In addition, an SLOB that does not satisfy one of the safe harbors may still satisfy the administrative scrutiny requirement if the employer requests and receives an individual determination from the IRS (Regs. Sec. 1.414(r)-6).
Once an employer has separated its business into qualified SLOBs, all employees of the employer must be allocated to one specific line of business for purposes of applying the minimum coverage and nondiscrimination requirements of the Code.
Under the final regulations, those employees who perform substantial services (i.e., at least 75% of their time) for one particular qualified line of business must be allocated to that line of business. in addition, employers may treat any employee who performs between 50% and 75% of his services for a particular SLOB as performing substantial service for that line for business (Regs. Sec. 1.414(r)-11(b)12)).

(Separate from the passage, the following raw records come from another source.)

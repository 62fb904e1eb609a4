//! Fees, gateway payments and manual transactions.

use sea_orm_migration::{prelude::*, schema::*};

use super::m20260301_000001_tenancy::{Schools, Sections, Students, Users};

#[derive(DeriveMigrationName)]
pub struct Migration;

#[async_trait::async_trait]
impl MigrationTrait for Migration {
    async fn up(&self, manager: &SchemaManager) -> Result<(), DbErr> {
        manager
            .create_table(
                Table::create()
                    .table(Fees::Table)
                    .if_not_exists()
                    .col(pk_uuid(Fees::Id))
                    .col(uuid(Fees::SchoolId))
                    .col(uuid(Fees::SectionId))
                    .col(uuid(Fees::SessionId))
                    .col(uuid(Fees::TermId))
                    .col(uuid_null(Fees::ClassId))
                    .col(uuid_null(Fees::StudentId))
                    .col(string(Fees::FeeName))
                    .col(decimal_len(Fees::Amount, 12, 2))
                    .col(string_len(Fees::FeeScope, 20))
                    .col(text_null(Fees::Description))
                    .col(boolean(Fees::IsActive).default(true))
                    .col(timestamp_with_time_zone(Fees::CreatedAt).default(Expr::current_timestamp()))
                    .col(timestamp_with_time_zone(Fees::UpdatedAt).default(Expr::current_timestamp()))
                    .foreign_key(
                        ForeignKey::create()
                            .name("fk_fees_school")
                            .from(Fees::Table, Fees::SchoolId)
                            .to(Schools::Table, Schools::Id)
                            .on_delete(ForeignKeyAction::Cascade),
                    )
                    .foreign_key(
                        ForeignKey::create()
                            .name("fk_fees_section")
                            .from(Fees::Table, Fees::SectionId)
                            .to(Sections::Table, Sections::Id)
                            .on_delete(ForeignKeyAction::Cascade),
                    )
                    .foreign_key(
                        ForeignKey::create()
                            .name("fk_fees_student")
                            .from(Fees::Table, Fees::StudentId)
                            .to(Students::Table, Students::Id)
                            .on_delete(ForeignKeyAction::Cascade),
                    )
                    .to_owned(),
            )
            .await?;

        manager
            .create_index(
                Index::create()
                    .name("idx_fees_school_period")
                    .table(Fees::Table)
                    .col(Fees::SchoolId)
                    .col(Fees::SessionId)
                    .col(Fees::TermId)
                    .to_owned(),
            )
            .await?;

        manager
            .create_table(
                Table::create()
                    .table(Payments::Table)
                    .if_not_exists()
                    .col(pk_uuid(Payments::Id))
                    .col(uuid(Payments::StudentId))
                    .col(uuid(Payments::FeeId))
                    .col(decimal_len(Payments::Amount, 12, 2))
                    .col(string_len(Payments::PaymentMethod, 30).default("card"))
                    .col(string_len_uniq(Payments::Reference, 64))
                    .col(string_len(Payments::Status, 20).default("pending"))
                    .col(json_binary_null(Payments::GatewayResponse))
                    .col(timestamp_with_time_zone_null(Payments::PaidAt))
                    .col(timestamp_with_time_zone(Payments::CreatedAt).default(Expr::current_timestamp()))
                    .col(timestamp_with_time_zone(Payments::UpdatedAt).default(Expr::current_timestamp()))
                    .foreign_key(
                        ForeignKey::create()
                            .name("fk_payments_student")
                            .from(Payments::Table, Payments::StudentId)
                            .to(Students::Table, Students::Id)
                            .on_delete(ForeignKeyAction::Cascade),
                    )
                    .foreign_key(
                        ForeignKey::create()
                            .name("fk_payments_fee")
                            .from(Payments::Table, Payments::FeeId)
                            .to(Fees::Table, Fees::Id)
                            .on_delete(ForeignKeyAction::Cascade),
                    )
                    .to_owned(),
            )
            .await?;

        manager
            .create_index(
                Index::create()
                    .name("idx_payments_student_status")
                    .table(Payments::Table)
                    .col(Payments::StudentId)
                    .col(Payments::Status)
                    .to_owned(),
            )
            .await?;

        manager
            .create_table(
                Table::create()
                    .table(Transactions::Table)
                    .if_not_exists()
                    .col(pk_uuid(Transactions::Id))
                    .col(uuid(Transactions::SchoolId))
                    .col(uuid(Transactions::SectionId))
                    .col(uuid_null(Transactions::SessionId))
                    .col(uuid_null(Transactions::TermId))
                    .col(uuid_null(Transactions::StudentId))
                    .col(string_len(Transactions::TransactionType, 20))
                    .col(decimal_len(Transactions::Amount, 12, 2))
                    .col(string_len(Transactions::PaymentMethod, 20))
                    .col(string_null(Transactions::Category))
                    .col(text_null(Transactions::Description))
                    .col(string_len_null(Transactions::ReferenceNumber, 100))
                    .col(date(Transactions::TransactionDate))
                    .col(uuid(Transactions::RecordedBy))
                    .col(uuid_null(Transactions::PaymentId).unique_key())
                    .col(timestamp_with_time_zone(Transactions::CreatedAt).default(Expr::current_timestamp()))
                    .col(timestamp_with_time_zone(Transactions::UpdatedAt).default(Expr::current_timestamp()))
                    .foreign_key(
                        ForeignKey::create()
                            .name("fk_transactions_school")
                            .from(Transactions::Table, Transactions::SchoolId)
                            .to(Schools::Table, Schools::Id)
                            .on_delete(ForeignKeyAction::Cascade),
                    )
                    .foreign_key(
                        ForeignKey::create()
                            .name("fk_transactions_student")
                            .from(Transactions::Table, Transactions::StudentId)
                            .to(Students::Table, Students::Id)
                            .on_delete(ForeignKeyAction::SetNull),
                    )
                    .foreign_key(
                        ForeignKey::create()
                            .name("fk_transactions_recorded_by")
                            .from(Transactions::Table, Transactions::RecordedBy)
                            .to(Users::Table, Users::Id)
                            .on_delete(ForeignKeyAction::Restrict),
                    )
                    .foreign_key(
                        ForeignKey::create()
                            .name("fk_transactions_payment")
                            .from(Transactions::Table, Transactions::PaymentId)
                            .to(Payments::Table, Payments::Id)
                            .on_delete(ForeignKeyAction::SetNull),
                    )
                    .to_owned(),
            )
            .await?;

        for (name, column) in [
            ("idx_transactions_school_date", Transactions::TransactionDate),
            ("idx_transactions_student", Transactions::StudentId),
        ] {
            manager
                .create_index(
                    Index::create()
                        .name(name)
                        .table(Transactions::Table)
                        .col(column)
                        .to_owned(),
                )
                .await?;
        }

        Ok(())
    }

    async fn down(&self, manager: &SchemaManager) -> Result<(), DbErr> {
        manager
            .drop_table(Table::drop().table(Transactions::Table).if_exists().to_owned())
            .await?;
        manager
            .drop_table(Table::drop().table(Payments::Table).if_exists().to_owned())
            .await?;
        manager
            .drop_table(Table::drop().table(Fees::Table).if_exists().to_owned())
            .await?;
        Ok(())
    }
}

#[derive(DeriveIden)]
enum Fees {
    Table,
    Id,
    SchoolId,
    SectionId,
    SessionId,
    TermId,
    ClassId,
    StudentId,
    FeeName,
    Amount,
    FeeScope,
    Description,
    IsActive,
    CreatedAt,
    UpdatedAt,
}

#[derive(DeriveIden)]
enum Payments {
    Table,
    Id,
    StudentId,
    FeeId,
    Amount,
    PaymentMethod,
    Reference,
    Status,
    GatewayResponse,
    PaidAt,
    CreatedAt,
    UpdatedAt,
}

#[derive(DeriveIden)]
enum Transactions {
    Table,
    Id,
    SchoolId,
    SectionId,
    SessionId,
    TermId,
    StudentId,
    TransactionType,
    Amount,
    PaymentMethod,
    Category,
    Description,
    ReferenceNumber,
    TransactionDate,
    RecordedBy,
    PaymentId,
    CreatedAt,
    UpdatedAt,
}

Employees who do not perform substantial services for any one particular line of business (for example, headquarters' employees) must be allocated to lines of business under specific allocation rules. The final regulations generally retain the methods of allocating "residual employees" from the proposed regulations. However, the final regulations expand the availability of the dominant line of business method of allocating residual employees. Under that method, all employees who do not perform services substantially for one particular line of business may be allocated to the "dominant" line of business, which is now defined as a line of business to which at least 50% of the substantial service employees are allocated. Under certain circumstances, the final regulations permit the 50% threshold to be lowered to 35% (Regs. Sec. 1.414(r)-7(c)(3)).
The dominant line of business method generally is the most attractive method available to allocate residual employees (Regs. Sec. 1.414(r)-7(c)(3)). Under this method, it may be possible to allocate all headquarters' employees to one particular line of business and cover them under the plan maintained by that dominant line of business. Normally, residual employees must be allocated among the different separate lines of business. This could result in discrimination problems if, for example, the residual employees are highly compensated and are covered under a better plan than the employees in the SLOB to which they are allocated.
In general, employees in SLOBs are treated as if they were employed by a separate employer for purposes of the minimum coverage and nondiscrimination tests. However, the final regulations retain the requirement that a plan must satisfy the nondiscriminatory classification coverage test on an employer-wide basis. Thus, to satisfy the minimum coverage requirement, a plan must satisfy the nondiscriminatory classification test for all nonexcludible employees in the control group and must also satisfy coverage independently for the employees of the SLOB (Regs. Sec. 1.414(r)-8).
Under the final nondiscrimination regulations, plans must generally provide level benefits to a group of employees that satisfies the minimum coverage requirements. Plans may be divided by levels of benefit ("rate groups") and may be restructured into separate component plans, provided that each rate group or component plan separately satisfies coverage. The final SLOB regulations clarify that for purposes of testing rate groups or component plans for nondiscrimination, the nondiscriminatory classification test must be satisfied on an employer-wide basis. Thus, to satisfy the nondiscrimination requirements for employees of an SLOB, each rate group or component plan must satisfy the nondiscriminatory classification test for all nonexcludible employees in the controlled group and must also satisfy the nondiscrimination test separately for the employees in the SLOB being tested. Similarly, each optional form of benefit, right or feature in a plan must also be available to a group that satisfies the nondiscriminatory classification test on an employer-wide basis.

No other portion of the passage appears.